**WHAT TO DO:** Copy out the lines below that hold the word "resolve".

**SUPPLIED MATERIAL:**
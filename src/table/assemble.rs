//! Table request configuration and varbind-to-table assembly.

use super::{ColumnKey, Table};
use crate::error::{Error, Result};
use crate::native::{NativeValue, Normalizer};
use crate::oid::{Oid, dotted};
use crate::varbind::VarBind;
use indexmap::IndexMap;
use std::collections::HashMap;

/// Default max-repetitions for table walks.
pub const DEFAULT_MAX_REPETITIONS: u32 = 20;

/// Default non-repeaters for table walks.
pub const DEFAULT_NON_REPEATERS: u32 = 0;

/// Describes which table to fetch and how to shape the result.
///
/// # Example
///
/// ```rust
/// use snmp_table::table::TableRequest;
///
/// // IF-MIB::ifTable, fetching only ifDescr and ifOperStatus.
/// let request = TableRequest::parse(".1.3.6.1.2.1.2.2.1")
///     .unwrap()
///     .column(2, "descr")
///     .column(8, "status")
///     .substitute("status", 1i32, "up")
///     .substitute("status", 2i32, "down")
///     .fetch_all_columns(false);
///
/// assert!(request.validate().is_ok());
/// assert_eq!(request.column_roots().len(), 2);
/// ```
#[derive(Debug, Clone)]
pub struct TableRequest {
    base: Oid,
    columns: IndexMap<u32, String>,
    substitutions: HashMap<ColumnKey, HashMap<NativeValue, NativeValue>>,
    non_repeaters: Option<u32>,
    max_repetitions: Option<u32>,
    fetch_all_columns: bool,
}

impl TableRequest {
    /// Request for the table rooted at `base` (the table entry OID).
    pub fn new(base: Oid) -> Self {
        Self {
            base,
            columns: IndexMap::new(),
            substitutions: HashMap::new(),
            non_repeaters: None,
            max_repetitions: None,
            fetch_all_columns: true,
        }
    }

    /// Parse the base OID from dotted text.
    pub fn parse(base: &str) -> Result<Self> {
        Ok(Self::new(Oid::parse(base)?))
    }

    /// Alias column `id` as `name`.
    ///
    /// With `fetch_all_columns(false)` the aliased columns are also the ones
    /// walked, in the order they were added.
    pub fn column(mut self, id: u32, name: impl Into<String>) -> Self {
        self.columns.insert(id, name.into());
        self
    }

    /// Alias several columns at once.
    pub fn columns<I, S>(mut self, columns: I) -> Self
    where
        I: IntoIterator<Item = (u32, S)>,
        S: Into<String>,
    {
        self.columns
            .extend(columns.into_iter().map(|(id, name)| (id, name.into())));
        self
    }

    /// Replace `raw` with `replacement` in `column`.
    ///
    /// `column` is matched after aliasing, so an aliased column must be
    /// addressed by its alias. `raw` is matched against the normalized value.
    pub fn substitute(
        mut self,
        column: impl Into<ColumnKey>,
        raw: impl Into<NativeValue>,
        replacement: impl Into<NativeValue>,
    ) -> Self {
        self.substitutions
            .entry(column.into())
            .or_default()
            .insert(raw.into(), replacement.into());
        self
    }

    /// Add several substitutions for one column.
    pub fn substitutions<I, R, V>(mut self, column: impl Into<ColumnKey>, pairs: I) -> Self
    where
        I: IntoIterator<Item = (R, V)>,
        R: Into<NativeValue>,
        V: Into<NativeValue>,
    {
        self.substitutions
            .entry(column.into())
            .or_default()
            .extend(pairs.into_iter().map(|(r, v)| (r.into(), v.into())));
        self
    }

    /// Non-repeaters for each walk (default: the session's, normally 0).
    pub fn non_repeaters(mut self, n: u32) -> Self {
        self.non_repeaters = Some(n);
        self
    }

    /// Max-repetitions for each walk (default: the session's, normally 20).
    ///
    /// Must be at least 1; [`validate`](Self::validate) rejects 0.
    pub fn max_repetitions(mut self, n: u32) -> Self {
        self.max_repetitions = Some(n);
        self
    }

    /// Walk the whole table in one pass (default), or only the aliased columns.
    pub fn fetch_all_columns(mut self, enabled: bool) -> Self {
        self.fetch_all_columns = enabled;
        self
    }

    pub fn base(&self) -> &Oid {
        &self.base
    }

    pub fn is_fetch_all_columns(&self) -> bool {
        self.fetch_all_columns
    }

    /// Configured non-repeaters, if overridden.
    pub fn non_repeaters_override(&self) -> Option<u32> {
        self.non_repeaters
    }

    /// Configured max-repetitions, if overridden.
    pub fn max_repetitions_override(&self) -> Option<u32> {
        self.max_repetitions
    }

    /// Check the request before any walk is issued.
    pub fn validate(&self) -> Result<()> {
        if !self.fetch_all_columns && self.columns.is_empty() {
            return Err(Error::Config(
                "no columns given and fetch_all_columns is disabled".into(),
            )
            .boxed());
        }
        if self.max_repetitions == Some(0) {
            return Err(Error::Config("max_repetitions must be at least 1".into()).boxed());
        }
        Ok(())
    }

    /// Subtree roots to walk, in order.
    pub fn column_roots(&self) -> Vec<Oid> {
        if self.fetch_all_columns {
            vec![self.base.clone()]
        } else {
            self.columns.keys().map(|&id| self.base.child(id)).collect()
        }
    }

    fn resolve(&self, column: u32) -> ColumnKey {
        match self.columns.get(&column) {
            Some(name) => ColumnKey::Name(name.clone()),
            None => ColumnKey::Id(column),
        }
    }
}

/// Drop trailing varbinds that fell outside `root`.
///
/// Bulk walks overshoot into the next subtree. Entries are popped from the end
/// until the last one lies strictly below `root` (or none remain). Returns the
/// number of entries removed.
///
/// ```
/// use snmp_table::{oid, VarBind};
/// use snmp_table::table::trim_to_subtree;
///
/// let root = oid!(1, 3, 6, 1, 2, 1, 2, 2, 1, 1);
/// let mut walked = vec![
///     VarBind::new(oid!(1, 3, 6, 1, 2, 1, 2, 2, 1, 1, 1), 1i32),
///     VarBind::new(oid!(1, 3, 6, 1, 2, 1, 2, 2, 1, 2, 1), "lo"),
/// ];
/// assert_eq!(trim_to_subtree(&mut walked, &root), 1);
/// assert_eq!(walked.len(), 1);
/// ```
pub fn trim_to_subtree(entries: &mut Vec<VarBind>, root: &Oid) -> usize {
    let before = entries.len();
    while let Some(last) = entries.last()
        && !last.is_under(root)
    {
        entries.pop();
    }
    before - entries.len()
}

/// Builds a [`Table`] from walked varbinds.
#[derive(Debug, Clone)]
pub struct TableAssembler<'a> {
    request: &'a TableRequest,
    normalizer: Normalizer,
}

impl<'a> TableAssembler<'a> {
    /// Assembler for `request`, normalizing text as UTF-8.
    pub fn new(request: &'a TableRequest) -> Self {
        Self {
            request,
            normalizer: Normalizer::default(),
        }
    }

    /// Use a different normalizer (e.g. another text encoding).
    pub fn normalizer(mut self, normalizer: Normalizer) -> Self {
        self.normalizer = normalizer;
        self
    }

    /// Assemble `entries` into rows.
    ///
    /// For each entry the base OID is stripped; the next arc is the column and
    /// the remaining arcs, dotted, are the row id. Values are normalized, the
    /// column is aliased, and any substitution for that column is applied.
    /// Rows appear in first-seen order; a repeated `(row, column)` keeps the
    /// last value.
    ///
    /// # Errors
    ///
    /// [`Error::Config`] if an entry is not under the base OID or has no row
    /// index after the column arc.
    pub fn assemble(&self, entries: &[VarBind]) -> Result<Table> {
        let mut table = Table::default();
        for vb in entries {
            let (column, row_id) = self.split(&vb.oid)?;
            let key = self.request.resolve(column);
            let mut value = self.normalizer.normalize(&vb.value);
            if let Some(replacement) = self
                .request
                .substitutions
                .get(&key)
                .and_then(|map| map.get(&value))
            {
                value = replacement.clone();
            }
            table.insert(row_id, key, value);
        }

        tracing::trace!(target: "snmp_table::table", { snmp.table = %self.request.base, snmp.varbind_count = entries.len(), snmp.row_count = table.len() }, "assembled table");

        Ok(table)
    }

    fn split(&self, oid: &Oid) -> Result<(u32, String)> {
        let base = &self.request.base;
        let suffix = oid.strip_prefix(base).ok_or_else(|| {
            Error::Config(format!("{} is not under table {}", oid, base).into()).boxed()
        })?;
        match suffix {
            [column, row @ ..] if !row.is_empty() => Ok((*column, dotted(row))),
            _ => Err(Error::Config(
                format!("{} has no row index under table {}", oid, base).into(),
            )
            .boxed()),
        }
    }
}

#[cfg(test)]
mod tests {
    use super::*;
    use crate::oid;
    use crate::value::Value;

    fn base() -> Oid {
        oid!(1, 3, 6, 1, 2, 1, 2, 2, 1)
    }

    fn vb(column: u32, row: &[u32], value: impl Into<Value>) -> VarBind {
        let mut oid = base().child(column);
        for &arc in row {
            oid = oid.child(arc);
        }
        VarBind::new(oid, value)
    }

    #[test]
    fn test_rows_from_two_columns() {
        let request = TableRequest::new(base());
        let entries = vec![
            vb(1, &[10], "A"),
            vb(2, &[10], 5i32),
            vb(1, &[11], "B"),
            vb(2, &[11], 6i32),
        ];
        let table = TableAssembler::new(&request).assemble(&entries).unwrap();

        assert_eq!(table.row_ids().collect::<Vec<_>>(), ["10", "11"]);
        let row = table.row("10").unwrap();
        assert_eq!(row.get(1u32), Some(&NativeValue::from("A")));
        assert_eq!(row.get(2u32), Some(&NativeValue::Integer(5)));
        let row = table.row("11").unwrap();
        assert_eq!(row.get(1u32), Some(&NativeValue::from("B")));
        assert_eq!(row.get(2u32), Some(&NativeValue::Integer(6)));
    }

    #[test]
    fn test_alias_then_substitute() {
        let request = TableRequest::new(base())
            .column(1, "status")
            .substitutions("status", [(1i32, "up"), (2i32, "down")]);
        let table = TableAssembler::new(&request)
            .assemble(&[vb(1, &[1], 1i32), vb(1, &[2], 2i32), vb(1, &[3], 3i32)])
            .unwrap();

        assert_eq!(table.row("1").unwrap().get("status"), Some(&NativeValue::from("up")));
        assert_eq!(table.row("2").unwrap().get("status"), Some(&NativeValue::from("down")));
        assert_eq!(table.row("3").unwrap().get("status"), Some(&NativeValue::Integer(3)));
        assert!(table.row("1").unwrap().get(1u32).is_none());
    }

    #[test]
    fn test_substitution_keyed_by_raw_id_when_unaliased() {
        let request = TableRequest::new(base()).substitute(7u32, 1i32, "enabled");
        let table = TableAssembler::new(&request)
            .assemble(&[vb(7, &[4], 1i32)])
            .unwrap();
        assert_eq!(table.row("4").unwrap().get(7u32), Some(&NativeValue::from("enabled")));
    }

    #[test]
    fn test_multi_arc_row_id() {
        let request = TableRequest::new(base());
        let table = TableAssembler::new(&request)
            .assemble(&[vb(3, &[10, 5], "x")])
            .unwrap();
        let row = table.row("10.5").unwrap();
        assert_eq!(row.id(), "10.5");
        assert_eq!(row.get(crate::table::ROW_ID_KEY), Some(&NativeValue::from("10.5")));
    }

    #[test]
    fn test_missing_row_index_is_config_error() {
        let request = TableRequest::new(base());
        let err = TableAssembler::new(&request)
            .assemble(&[VarBind::new(base().child(1), 1i32)])
            .unwrap_err();
        assert!(matches!(*err, Error::Config(_)));
    }

    #[test]
    fn test_outside_base_is_config_error() {
        let request = TableRequest::new(base());
        let err = TableAssembler::new(&request)
            .assemble(&[VarBind::new(oid!(1, 3, 6, 1, 2, 1, 1, 1, 0), "sys")])
            .unwrap_err();
        assert!(matches!(*err, Error::Config(_)));
    }

    #[test]
    fn test_trim_drops_only_trailing_outsiders() {
        let root = base().child(1);
        let mut entries = vec![
            vb(1, &[1], 1i32),
            vb(1, &[2], 2i32),
            vb(2, &[1], "lo"),
            vb(2, &[2], "eth0"),
        ];
        assert_eq!(trim_to_subtree(&mut entries, &root), 2);
        assert_eq!(entries, vec![vb(1, &[1], 1i32), vb(1, &[2], 2i32)]);
    }

    #[test]
    fn test_trim_everything_or_nothing() {
        let root = base().child(9);
        let mut entries = vec![vb(1, &[1], 1i32)];
        assert_eq!(trim_to_subtree(&mut entries, &root), 1);
        assert!(entries.is_empty());

        let mut empty: Vec<VarBind> = Vec::new();
        assert_eq!(trim_to_subtree(&mut empty, &root), 0);
    }

    #[test]
    fn test_trim_rejects_root_itself() {
        let root = base().child(1);
        let mut entries = vec![vb(1, &[1], 1i32), VarBind::new(root.clone(), 0i32)];
        assert_eq!(trim_to_subtree(&mut entries, &root), 1);
        assert_eq!(entries.len(), 1);
    }

    #[test]
    fn test_validate_and_roots() {
        let err = TableRequest::new(base())
            .fetch_all_columns(false)
            .validate()
            .unwrap_err();
        assert!(matches!(*err, Error::Config(_)));

        let request = TableRequest::new(base())
            .columns([(8, "status"), (2, "descr")])
            .fetch_all_columns(false);
        assert!(request.validate().is_ok());
        assert_eq!(
            request.column_roots(),
            vec![base().child(8), base().child(2)]
        );
        assert_eq!(
            TableRequest::new(base()).column(2, "descr").column_roots(),
            vec![base()]
        );
    }

    #[test]
    fn test_validate_zero_max_repetitions() {
        let err = TableRequest::new(base())
            .max_repetitions(0)
            .validate()
            .unwrap_err();
        assert!(err.to_string().contains("max_repetitions"));
        assert!(TableRequest::new(base()).max_repetitions(1).validate().is_ok());
        assert!(TableRequest::new(base()).non_repeaters(0).validate().is_ok());
    }

    #[test]
    fn test_parse_base() {
        let request = TableRequest::parse(".1.3.6.1.2.1.2.2.1.").unwrap();
        assert_eq!(request.base(), &base());
        assert!(TableRequest::parse("1.3.x").is_err());
    }
}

**OUTPUT:**
    fn resolve(&self, column: u32) -> ColumnKey {
            let key = self.request.resolve(column);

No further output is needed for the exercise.